Por que há profissionais com baixa competência?

Autor: João B. Sundfeld
Data: Março - 2009

Desde 1987 venho catalogando os fatores que, em minha opinião, são responsáveis pela má qualidade de grande parte dos profissionais graduados por nossas faculdades. O primeiro fator observado foi uma crescente queda nos conhecimentos gerais dos alunos de cursos de pós-graduação, nos quais leciono. São graduados em diversas áreas como administração, engenharia, comunicação, direito, economia, medicina, contabilidade e outras menos procuradas.  Naquela época, notei que os alunos ocupavam cargos elevados em grandes empresas nacionais e multinacionais, destacando-se como diretores, gerentes gerais e gerentes de departamentos. Eram jovens com idade aproximada de 40 anos e com experiência de trabalhos executados em diversas empresas. A maioria era composta por homens. Hoje as mulheres ocupam essa posição.

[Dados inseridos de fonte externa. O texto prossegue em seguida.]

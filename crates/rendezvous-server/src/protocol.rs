//! Wire format: ASCII, whitespace-delimited tokens.
//!
//! Request: `RNDV1 <role> <room_name>`, role one of `H`/`C`.
//! Response to an unpaired peer: `WAIT <room_name>`.
//! Pairing burst: `PEER <ip> <port>`, sent [`PEER_BURST_COUNT`] times per peer.

use std::net::SocketAddr;

use thiserror::Error;

pub const MAGIC: &str = "RNDV1";
pub const PEER_BURST_COUNT: usize = 3;
pub const ROOM_NAME_MAX: usize = 63;
pub const BUF_SIZE: usize = 256;

#[derive(Debug, Clone, Copy, PartialEq, Eq)]
pub enum Role {
    Host,
    Client,
}

#[derive(Debug, PartialEq, Eq)]
pub struct Request {
    pub role: Role,
    pub room_name: String,
}

/// Every malformed-datagram case the rendezvous wire format can hit. All are
/// logged at `debug` and the datagram dropped; none are surfaced to the peer.
#[derive(Debug, Error, PartialEq, Eq)]
pub enum RendezvousFrameError {
    #[error("fewer than 3 whitespace-delimited tokens")]
    TooFewTokens,
    #[error("first token is not the RNDV1 magic")]
    BadMagic,
    #[error("role token is neither H nor C")]
    UnknownRole,
    #[error("room name is empty after truncation")]
    EmptyRoomName,
}

/// Parse an inbound datagram. Invalid UTF-8 is replaced rather than
/// rejected; all other malformed shapes return a [`RendezvousFrameError`].
pub fn parse_request(datagram: &[u8]) -> Result<Request, RendezvousFrameError> {
    let text = String::from_utf8_lossy(datagram);
    let tokens: Vec<&str> = text.split_whitespace().collect();
    if tokens.len() < 3 {
        return Err(RendezvousFrameError::TooFewTokens);
    }
    if tokens[0] != MAGIC {
        return Err(RendezvousFrameError::BadMagic);
    }
    let role = match tokens[1].chars().next() {
        Some('H') => Role::Host,
        Some('C') => Role::Client,
        _ => return Err(RendezvousFrameError::UnknownRole),
    };
    let room_name = truncate_room_name(tokens[2]);
    if room_name.is_empty() {
        return Err(RendezvousFrameError::EmptyRoomName);
    }
    Ok(Request { role, room_name })
}

fn truncate_room_name(name: &str) -> String {
    if name.len() <= ROOM_NAME_MAX {
        return name.to_string();
    }
    let mut end = ROOM_NAME_MAX;
    while !name.is_char_boundary(end) {
        end -= 1;
    }
    name[..end].to_string()
}

pub fn encode_wait(room_name: &str) -> String {
    format!("WAIT {room_name}")
}

pub fn encode_peer(addr: SocketAddr) -> String {
    format!("PEER {} {}", addr.ip(), addr.port())
}
//! Room table: host/client address slots keyed by room name.

use std::collections::HashMap;
use std::net::SocketAddr;
use std::time::{SystemTime, UNIX_EPOCH};

use crate::protocol::Role;

#[derive(Debug, Clone, Copy)]
struct Slot {
    addr: SocketAddr,
    seen: u64,
}

#[derive(Debug, Default)]
struct Room {
    host: Option<Slot>,
    client: Option<Slot>,
}

impl Room {
    fn is_empty(&self) -> bool {
        self.host.is_none() && self.client.is_none()
    }

    fn both_present(&self) -> bool {
        self.host.is_some() && self.client.is_some()
    }
}

pub struct RoomTable {
    rooms: HashMap<String, Room>,
    max_rooms: usize,
    timeout_secs: u64,
}

pub struct RegisterFull;

/// Outcome of registering a peer into a room.
pub enum Outcome {
    /// The peer's counterpart is not yet present.
    Waiting,
    /// Both slots are now occupied; carries each side's peer address.
    Paired {
        host_addr: SocketAddr,
        client_addr: SocketAddr,
    },
}

pub fn now_unix() -> u64 {
    SystemTime::now()
        .duration_since(UNIX_EPOCH)
        .unwrap_or_default()
        .as_secs()
}

impl RoomTable {
    pub fn new(timeout_secs: u64, max_rooms: usize) -> Self {
        Self {
            rooms: HashMap::new(),
            max_rooms,
            timeout_secs,
        }
    }

    /// Clear slots whose `seen` predates the timeout cutoff, then drop any
    /// room left with no occupied slot.
    fn prune(&mut self, now: u64) {
        let cutoff = now.saturating_sub(self.timeout_secs);
        let mut to_remove = Vec::new();
        for (name, room) in self.rooms.iter_mut() {
            if let Some(slot) = room.host
                && slot.seen < cutoff
            {
                room.host = None;
                tracing::debug!(room = %name, side = "host", "rendezvous slot expired");
            }
            if let Some(slot) = room.client
                && slot.seen < cutoff
            {
                room.client = None;
                tracing::debug!(room = %name, side = "client", "rendezvous slot expired");
            }
            if room.is_empty() {
                to_remove.push(name.clone());
            }
        }
        for name in to_remove {
            self.rooms.remove(&name);
            tracing::debug!(room = %name, "rendezvous room evicted");
        }
    }

    /// Prune, then register `addr` into `room_name`'s `role` slot.
    ///
    /// A brand-new room is rejected with [`RegisterFull`] once the live
    /// room count has reached the cap; registering into an existing room
    /// (even at the cap) always succeeds.
    pub fn register(
        &mut self,
        room_name: &str,
        role: Role,
        addr: SocketAddr,
        now: u64,
    ) -> Result<Outcome, RegisterFull> {
        self.prune(now);

        if !self.rooms.contains_key(room_name) && self.rooms.len() >= self.max_rooms {
            return Err(RegisterFull);
        }

        let room = self.rooms.entry(room_name.to_string()).or_default();
        let slot = Slot { addr, seen: now };
        match role {
            Role::Host => room.host = Some(slot),
            Role::Client => room.client = Some(slot),
        }

        match (room.host, room.client) {
            (Some(host), Some(client)) => Ok(Outcome::Paired { host_addr: host.addr, client_addr: client.addr }),
            _ => Ok(Outcome::Waiting),
        }
    }

    #[cfg(test)]
    pub fn room_count(&self) -> usize {
        self.rooms.len()
    }
}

O decréscimo, tanto nos conhecimentos prévios (fundamental e médio) como na graduação foi lento, mas inexorável nesses 22 anos. Uma causa a explorar seria a queda no nível do ensino, tanto nas escolas da rede pública como das particulares. Num passado mais distante, as escolas públicas eram consideradas bem melhores do que as particulares. Entretanto, no período ora analisado, houve uma inversão, passando as particulares a deterem maior importância, apesar de serem custosas para os alunos em geral, com exceção daqueles pertencentes a classes de maior renda. Por outro lado, o mercado de empregos passou a exigir formação adicional em cursos de pós-graduação fazendo com que os recém formados neles se matriculassem. Assim, a idade média dos alunos decresceu dos 40 anos citados para algo em torno de 23 anos. Os conhecimentos práticos também ficaram reduzidos, como consequência da redução da idade média.

Deve-se acrescentar que a falta de interesse em leituras de bom nível, leva as pessoas às cercanias do analfabetismo funcional, ou seja, sabem ler, porém não conseguem avaliar o texto e explicá-lo. Leituras rápidas de notícias na Internet são dados e não informações, portanto, nada acrescentam.

No dia 23.03.09, editorial do jornal O Estado de S.Paulo destaca números do último Índice de Desenvolvimento da Educação de São Paulo (IDESP), mostrando que a rede pública do ensino básico continua longe de apresentar um nível razoável de qualidade.

Criado em 2007, o IDESP leva em conta os resultados do Sistema de Avaliação de Rendimento Escolar no Estado de São Paulo, que mede conhecimentos dos alunos em português e matemática e as taxas de aprovação, repetição e evasão de cada ciclo escolar – da 1ª à 4ª e da 5ª à 8ª série, no ensino fundamental, e das três séries do ensino médio. Diz o jornal “como era de esperar, as escolas situadas em bairros de classe média e alta tiveram melhor evolução do que as escolas da periferia e áreas pobres”. Na Capital, numa escala de 0 a 10, os alunos de bairros de classe média e alta tiveram um IDESP de 3,65 no ciclo básico e 2,39 no ensino médio. Os piores desempenhos foram de escolas em Cidade Tiradentes, Guaianases, Iguatemi, José Bonifácio e São Rafael – bairros carentes e surgidos a partir de ocupações e conjuntos habitacionais populares. Os índices foram 1,95 no fundamental e no ensino médio alcançaram 1,14. Em cidades do interior, não foi diferente. Desconheço avaliações oficiais em escolas particulares, mas creio que poderão demonstrar índices um pouco melhores, sem, contudo, serem motivo de júbilo, se considerarmos a escala de 0 a 10.

Os dados do IDESP possibilitarão  às autoridades de ensino planejar melhorias, entretanto, os dados agora coletados dão uma idéia do acontecido nos últimos 20 anos com os alunos e alunas que hoje pretendem uma vaga nas empresas. No fim e ao cabo, essas são as razões por que, a meu ver, temos tantos profissionais com baixa competência nas diversas áreas do conhecimento.

Minhas conclusões, infelizmente, levam-me a projetar dificuldades por mais de uma geração para termos uma massa crítica de pessoas razoavelmente preparadas a fim de suprir as necessidades das organizações industriais, comerciais e de serviços. Continuaremos a ter falta de mão-de-obra qualificada para hospitais, na construção civil, nas indústrias, no comércio e em serviços em geral. Não incluímos os serviços públicos, porque há consenso sobre sua má qualidade, com raras exceções.

A proposta positiva adentra os ambientes empresariais, que poderão colaborar para termos melhores condições, desde que possam investir na formação de seus colaboradores, o que não está fácil de ocorrer nos dias atuais. 

(*) João Baptista Sundfeld, economista, mestre em Educação, professor de Planejamento Estratégico e Análise Financeira, é sócio da Sundfeld & Associados.